3. It would be seen, that the expression “company whose business consists wholly or mainly in the dealing in or holding of investments” consists of two parts viz. (1) a company whose business consists wholly or mainly in the dealing in investments and (2) a company whose business consists wholly or mainly in holding of investments, and what we are required in these appeals is to find out the true meaning of the latter part of the expression i.e. of “a company whose business consists wholly or mainly in holding of investments” in the context of sub-section (1) of Section 23-A of the Act and Explanation 2(i) thereto and to determine whether the appellant is a company whose business falls within the ambit of the said second part of the expression.

4. Our task has been facilitated to some extent because of the concession rightly and fairly made on behalf of the appellant that the objects for which it was incorporated included inter alia (1) purchase of lands and buildings and (2) letting out of lands and buildings in lieu of appropriate consideration, and that during the years in question, the appellant has been inter alia investing moneys in house properties and its major income every year has been derived from those properties. The controversy revolves only round the meaning of the expression “holding of investments” in the context of Section 23-A of the Act and Explanation 2(1) thereto.

5. Mr Mukherjee, counsel for the appellant, has strenuously urged that the expression not having been defined in the Act must necessarily take its colour from and be given the same technical meaning as borne by the expression “investment companies” as used in Section 87(f) of the Indian Companies Act, 1913 (which was in operation when the Indian Income Tax Act, 1922 was enacted) or as used in Section 372(11) of the Companies Act, 1956 which followed it and thus has to be confined to such companies whose principal business is the acquisition and holding of shares, debentures, stocks or other securities. According to Mr Mukherjee, the appellant cannot in this view of the matter be deemed to be a company falling within the purview of the aforesaid expression.
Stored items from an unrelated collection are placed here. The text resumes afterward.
//! HTTP surface over [`RagService`].
//!
//! # Endpoints
//!
//! | Method | Path | Description |
//! |--------|------|-------------|
//! | `POST` | `/upload` | Multipart upload, one or more `files` fields |
//! | `POST` | `/query`  | `{"query": "..."}` → `{"response": "...", "sources": [...]}` |
//! | `GET`  | `/static/*` | Snapshot JSON and saved page images |
//! | `GET`  | `/health` | Health check (returns version) |
//!
//! # Error Contract
//!
//! ```json
//! { "detail": "Could not parse PDF 'x.pdf': missing %PDF header", "code": "bad_request" }
//! ```
//!
//! `bad_request` (400) for unusable input, `upstream_error` (502) when a model
//! server failed, `internal` (500) for everything else.
//!
//! # CORS
//!
//! All origins, methods and headers are permitted so a browser UI served from
//! another port can call the API.

use crate::error::RagError;
use crate::output::{IngestDocument, QueryAnswer, INGEST_ACK};
use crate::service::RagService;
use axum::{
    extract::{rejection::JsonRejection, DefaultBodyLimit, Multipart, Request, State},
    http::StatusCode,
    middleware::{self, Next},
    response::{IntoResponse, Response},
    routing::{get, post},
    Json, Router,
};
use serde::{Deserialize, Serialize};
use std::sync::Arc;
use tower_http::cors::{Any, CorsLayer};
use tower_http::services::ServeDir;
use tracing::{error, info, warn};

/// Default upload body limit: 64 MiB.
pub const DEFAULT_BODY_LIMIT: usize = 64 * 1024 * 1024;

/// Multipart field name carrying the PDFs.
pub const UPLOAD_FIELD: &str = "files";

/// Build the application router.
pub fn router(service: Arc<RagService>, body_limit: usize) -> Router {
    let cors = CorsLayer::new()
        .allow_origin(Any)
        .allow_methods(Any)
        .allow_headers(Any);

    let static_files: Router = Router::new()
        .fallback_service(ServeDir::new(service.static_dir()))
        .layer(middleware::from_fn(hide_dotfiles));

    Router::new()
        .route("/upload", post(handle_upload))
        .route("/query", post(handle_query))
        .route("/health", get(handle_health))
        .nest_service("/static", static_files)
        .layer(DefaultBodyLimit::max(body_limit))
        .layer(cors)
        .with_state(service)
}

/// 404 for any `/static` path with a dot-prefixed segment (staged snapshots).
async fn hide_dotfiles(req: Request, next: Next) -> Response {
    if req.uri().path().split('/').any(|seg| seg.starts_with('.')) {
        return StatusCode::NOT_FOUND.into_response();
    }
    next.run(req).await
}

/// Bind `bind_addr` and serve until the process is stopped.
pub async fn serve(
    service: Arc<RagService>,
    bind_addr: &str,
    body_limit: usize,
) -> std::io::Result<()> {
    let app = router(service, body_limit);
    let listener = tokio::net::TcpListener::bind(bind_addr).await?;
    info!("Listening on http://{}", listener.local_addr()?);
    axum::serve(listener, app).await
}

// ============ Error response ============

#[derive(Serialize)]
struct ErrorBody {
    detail: String,
    code: &'static str,
}

/// An error that converts into a JSON HTTP response.
struct ApiError {
    status: StatusCode,
    code: &'static str,
    detail: String,
}

impl ApiError {
    fn bad_request(detail: impl Into<String>) -> Self {
        Self {
            status: StatusCode::BAD_REQUEST,
            code: "bad_request",
            detail: detail.into(),
        }
    }
}

impl From<RagError> for ApiError {
    fn from(e: RagError) -> Self {
        let detail = e.to_string();
        if e.is_client_error() {
            warn!("Rejected request: {}", detail);
            ApiError::bad_request(detail)
        } else if e.is_upstream_error() {
            error!("Model failure: {}", detail);
            ApiError {
                status: StatusCode::BAD_GATEWAY,
                code: "upstream_error",
                detail,
            }
        } else {
            error!("Internal failure: {}", detail);
            ApiError {
                status: StatusCode::INTERNAL_SERVER_ERROR,
                code: "internal",
                detail,
            }
        }
    }
}

impl IntoResponse for ApiError {
    fn into_response(self) -> Response {
        let body = ErrorBody {
            detail: self.detail,
            code: self.code,
        };
        (self.status, Json(body)).into_response()
    }
}

// ============ POST /upload ============

#[derive(Serialize)]
struct UploadResponse {
    message: &'static str,
}

async fn handle_upload(
    State(service): State<Arc<RagService>>,
    mut multipart: Multipart,
) -> Result<Json<UploadResponse>, ApiError> {
    let mut documents = Vec::new();

    while let Some(field) = multipart
        .next_field()
        .await
        .map_err(|e| ApiError::bad_request(format!("malformed multipart body: {e}")))?
    {
        if field.name() != Some(UPLOAD_FIELD) {
            continue;
        }
        let filename = field.file_name().unwrap_or_default().to_string();
        let bytes = field
            .bytes()
            .await
            .map_err(|e| ApiError::bad_request(format!("reading '{filename}': {e}")))?;
        documents.push(IngestDocument::new(filename, bytes.to_vec()));
    }

    service.ingest(documents).await?;
    Ok(Json(UploadResponse {
        message: INGEST_ACK,
    }))
}

// ============ POST /query ============

#[derive(Deserialize)]
struct QueryRequest {
    query: String,
}

async fn handle_query(
    State(service): State<Arc<RagService>>,
    body: Result<Json<QueryRequest>, JsonRejection>,
) -> Result<Json<QueryAnswer>, ApiError> {
    let Json(req) = body.map_err(|e| {
        warn!("Rejected /query body: {}", e.body_text());
        ApiError::bad_request(e.body_text())
    })?;
    Ok(Json(service.query(&req.query).await?))
}

// ============ GET /health ============

#[derive(Serialize)]
struct HealthResponse {
    status: &'static str,
    version: &'static str,
}

async fn handle_health() -> Json<HealthResponse> {
    Json(HealthResponse {
        status: "ok",
        version: env!("CARGO_PKG_VERSION"),
    })
}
6. Mr Ahuja, counsel appearing on behalf of the revenue has, on the other hand, contended that the expression “a company whose business consists wholly or mainly in the holding of investments” appearing in Section 23-A of the Act as amended by Finance Act, 1955 means a company whose income is derived from investments in contradistinction to the income received from manufacturing or processing or trading operations and the word “investments” in the context in which it occurs not being a term of art with a defined and technical meaning should be understood in its ordinary popular sense as understood in business parlance.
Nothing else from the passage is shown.